Под моей дверью сидел пес, почти розовый кокер-спаниель. Он поднялся, заглянул мне в лицо. Вы замечали, что собаки сначала заглядывают вам в лицо и только потом пытаются познакомиться. Что они там видят? Неужели добро и зло так явно прописаны на наших физиономиях, что первый попавшийся пес способен отличить хорошего человека от плохого? Песик, не увидев во мне ничего угрожающего, потянулся носом, обнюхал мой плащ, издал шумный вздох.

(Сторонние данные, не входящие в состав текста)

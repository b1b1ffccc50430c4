use anyhow::Result;
use autoupdater::dialog::AutoUpdateDialog;
use autoupdater::model::UpdateInfo;
use autoupdater::news::News;
use autoupdater::preferences::{AutoUpdatePreference, TomlPreferenceStore};
use autoupdater::UpdateChoice;
use clap::Parser;
use gtk::prelude::*;
use gtk::{gdk::Display, Application, CssProvider};
use std::cell::RefCell;
use std::path::PathBuf;
use std::rc::Rc;
use tracing_subscriber::EnvFilter;

const APP_ID: &str = "io.github.autoupdater.AutoUpdater";

#[derive(Parser, Debug)]
#[command(name = "autoupdater", version, about = "Shows an available update and its release notes")]
struct Args {
    /// Release news file (JSON)
    #[arg(long, default_value = "news.json")]
    news: PathBuf,

    /// Version currently installed
    #[arg(long, default_value = env!("CARGO_PKG_VERSION"))]
    current: String,

    /// Show the dialog even when automatic updates are off or the version was skipped
    #[arg(long)]
    force: bool,
}

fn init_logging() {
    let filter = EnvFilter::try_from_default_env().unwrap_or_else(|_| EnvFilter::new("info"));
    tracing_subscriber::fmt()
        .with_env_filter(filter)
        .with_target(false)
        .init();
}

fn load_css() {
    let provider = CssProvider::new();
    provider.load_from_data(
        "
        .link {
            color: #1976d2;
            text-decoration: underline;
        }
        .link:hover {
            color: #1565c0;
            background-color: rgba(25, 118, 210, 0.1);
        }
        ",
    );

    match Display::default() {
        Some(display) => gtk::style_context_add_provider_for_display(
            &display,
            &provider,
            gtk::STYLE_PROVIDER_PRIORITY_APPLICATION,
        ),
        None => tracing::warn!("No display, skipping custom CSS"),
    }
}

fn build_ui(app: &Application, info: &Rc<UpdateInfo>, store: Rc<TomlPreferenceStore>) {
    load_css();

    let dialog = AutoUpdateDialog::new(None::<&gtk::Window>, info, store.clone());
    dialog.widget().set_application(Some(app));

    // dropping the dialog destroys its window, so it lives here until answered
    let slot: Rc<RefCell<Option<AutoUpdateDialog>>> = Rc::new(RefCell::new(None));

    let download_url = info.download_url.clone();
    let version = info.version.clone();
    dialog.connect_choice(move |choice| match choice {
        UpdateChoice::Install => match &download_url {
            Some(url) => {
                if let Err(e) = open::that(url) {
                    tracing::error!(%url, "Could not open download page: {}", e);
                }
            }
            None => tracing::warn!(%version, "No download location for this update"),
        },
        UpdateChoice::Skip => {
            if let Err(e) = store.skip_version(&version) {
                tracing::error!("Could not remember skipped version: {:#}", e);
            }
        }
        UpdateChoice::Later => {}
    });

    {
        let slot = slot.clone();
        dialog.connect_choice(move |_| {
            let slot = slot.clone();
            glib::idle_add_local_once(move || {
                let answered = slot.borrow_mut().take();
                drop(answered);
            });
        });
    }

    dialog.present();
    *slot.borrow_mut() = Some(dialog);
}

fn main() -> Result<()> {
    init_logging();
    let args = Args::parse();

    let news = News::load(&args.news)?;
    let info = match news.update_since(&args.current)? {
        Some(info) => info,
        None => {
            tracing::info!(current = %args.current, "Already up to date");
            return Ok(());
        }
    };

    let store = Rc::new(TomlPreferenceStore::open_default()?);
    if !args.force {
        if store.skipped_version().as_deref() == Some(info.version.as_str()) {
            tracing::info!(version = %info.version, "Update was skipped by the user");
            return Ok(());
        }
        if !store.auto_update_enabled() {
            tracing::info!("Automatic updates are disabled");
            return Ok(());
        }
    }

    let info = Rc::new(info);
    let app = Application::builder()
        .application_id(APP_ID)
        .flags(gio::ApplicationFlags::NON_UNIQUE)
        .build();
    app.connect_activate(move |app| build_ui(app, &info, store.clone()));

    // clap already consumed the command line
    app.run_with_args::<&str>(&[]);
    Ok(())
}
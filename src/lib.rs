// src/lib.rs

pub mod content;
pub mod controller;
pub mod dialog;
pub mod model;
pub mod news;
pub mod notes;
pub mod preferences;

pub use content::NotesContent;
pub use controller::{AutoUpdateController, UpdateChoice};
pub use dialog::AutoUpdateDialog;
pub use model::{ReleaseNotes, UpdateInfo};
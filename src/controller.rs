// src/controller.rs

use crate::content::NotesContent;
use crate::model::UpdateInfo;
use crate::preferences::AutoUpdatePreference;
use gtk::ResponseType;
use std::cell::Cell;
use std::rc::Rc;

/// The user's answer to the update dialog.
#[derive(Debug, Clone, Copy, PartialEq, Eq)]
pub enum UpdateChoice {
    Install,
    Skip,
    Later,
}

impl UpdateChoice {
    pub fn label(self) -> &'static str {
        match self {
            UpdateChoice::Install => "Install update",
            UpdateChoice::Skip => "Skip this version",
            UpdateChoice::Later => "Remind me later",
        }
    }

    pub fn response_type(self) -> ResponseType {
        match self {
            UpdateChoice::Install => ResponseType::Accept,
            UpdateChoice::Skip => ResponseType::Reject,
            UpdateChoice::Later => ResponseType::Cancel,
        }
    }

    /// Closing the window counts as "later".
    pub fn from_response(response: ResponseType) -> Self {
        match response {
            ResponseType::Accept => UpdateChoice::Install,
            ResponseType::Reject => UpdateChoice::Skip,
            _ => UpdateChoice::Later,
        }
    }
}

/// Toolkit-free state behind `AutoUpdateDialog`.
pub struct AutoUpdateController {
    info: Rc<UpdateInfo>,
    prefs: Rc<dyn AutoUpdatePreference>,
    auto: Cell<bool>,
}

impl AutoUpdateController {
    pub fn new(info: &Rc<UpdateInfo>, prefs: Rc<dyn AutoUpdatePreference>) -> Self {
        let auto = prefs.auto_update_enabled();
        Self {
            info: Rc::clone(info),
            prefs,
            auto: Cell::new(auto),
        }
    }

    pub fn info(&self) -> &UpdateInfo {
        &self.info
    }

    pub fn content(&self) -> NotesContent {
        NotesContent::for_info(&self.info)
    }

    pub fn auto_update(&self) -> bool {
        self.auto.get()
    }

    /// Persists the new toggle state. Store failures are logged only.
    pub fn on_auto_toggled(&self, active: bool) {
        self.auto.set(active);
        match self.prefs.set_auto_update_enabled(active) {
            Ok(()) => tracing::info!(enabled = active, "Automatic updates toggled"),
            Err(e) => tracing::warn!(enabled = active, "Could not save auto-update preference: {:#}", e),
        }
    }
}
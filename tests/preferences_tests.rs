// tests/preferences_tests.rs
use autoupdater::preferences::{AutoUpdatePreference, MemoryPreferenceStore, TomlPreferenceStore};
use std::fs;

#[test]
fn missing_file_gives_defaults() {
    let dir = tempfile::tempdir().unwrap();
    let store = TomlPreferenceStore::open(&dir.path().join("preferences.toml"));
    assert!(store.auto_update_enabled());
    assert!(store.skipped_version().is_none());
}

#[test]
fn toggle_is_persisted() {
    let dir = tempfile::tempdir().unwrap();
    let path = dir.path().join("preferences.toml");

    let store = TomlPreferenceStore::open(&path);
    store.set_auto_update_enabled(false).unwrap();
    assert!(!store.auto_update_enabled());

    let content = fs::read_to_string(&path).unwrap();
    assert!(content.contains("[update]"));
    assert!(content.contains("auto = false"));

    let reopened = TomlPreferenceStore::open(&path);
    assert!(!reopened.auto_update_enabled());
}

#[test]
fn skipped_version_survives_reopen() {
    let dir = tempfile::tempdir().unwrap();
    let path = dir.path().join("preferences.toml");

    let store = TomlPreferenceStore::open(&path);
    store.set_auto_update_enabled(false).unwrap();
    store.skip_version("1.11.0").unwrap();

    let reopened = TomlPreferenceStore::open(&path);
    assert_eq!(reopened.skipped_version().as_deref(), Some("1.11.0"));
    assert!(!reopened.auto_update_enabled());
}

#[test]
fn creates_missing_directories() {
    let dir = tempfile::tempdir().unwrap();
    let path = dir.path().join("a").join("b").join("preferences.toml");

    let store = TomlPreferenceStore::open(&path);
    store.set_auto_update_enabled(true).unwrap();
    assert!(path.exists());
    assert_eq!(store.path(), path.as_path());
}

#[test]
fn corrupt_file_gives_defaults() {
    let dir = tempfile::tempdir().unwrap();
    let path = dir.path().join("preferences.toml");
    fs::write(&path, "this is = = not toml").unwrap();

    let store = TomlPreferenceStore::open(&path);
    assert!(store.auto_update_enabled());
}

#[test]
fn failed_write_keeps_previous_value() {
    let dir = tempfile::tempdir().unwrap();
    // a directory where the file should be makes the write fail
    let path = dir.path().join("preferences.toml");
    fs::create_dir(&path).unwrap();

    let store = TomlPreferenceStore::open(&path);
    assert!(store.set_auto_update_enabled(false).is_err());
    assert!(store.auto_update_enabled());
}

#[test]
fn memory_store_records_writes() {
    let store = MemoryPreferenceStore::new(false);
    store.set_auto_update_enabled(true).unwrap();
    store.set_auto_update_enabled(false).unwrap();
    assert_eq!(store.writes(), vec![true, false]);

    store.set_fail_writes(true);
    assert!(store.set_auto_update_enabled(true).is_err());
    assert!(!store.auto_update_enabled());
    assert_eq!(store.writes().len(), 2);
}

Хвост его ходил ходуном.
– Откуда ты взялся? – спросил я.
Он снова вздохнул и встал на задние лапы, упираясь передними в мое колено. Я потрепал его за уши, присел на корточки, рассматривая ошейник – массивный, хорошей кожи, с медными заклепками. Ни адреса, ни номера телефона на нем не было. Песик заскулил и лизнул меня в щеку.
– Брысь! – сказал я, вытираясь рукой. – Пожалуйста, без нежностей. Скажи лучше, что мне с тобой делать?
Песик тявкнул.
Лиска мечтала о собаке, а я… Даже простой мужик дядя Паша понял… Скотина! У Толика Курсо, моего заместителя, семь такс, которые спят с ними. Жена такая же фанатка. Причем таксы «махровые», с длинной вьющейся шерстью, которая прочно оседает на коврах и костюмах Толика, а также попадает в рот. У Курсо даже возникла привычка все время отплевываться.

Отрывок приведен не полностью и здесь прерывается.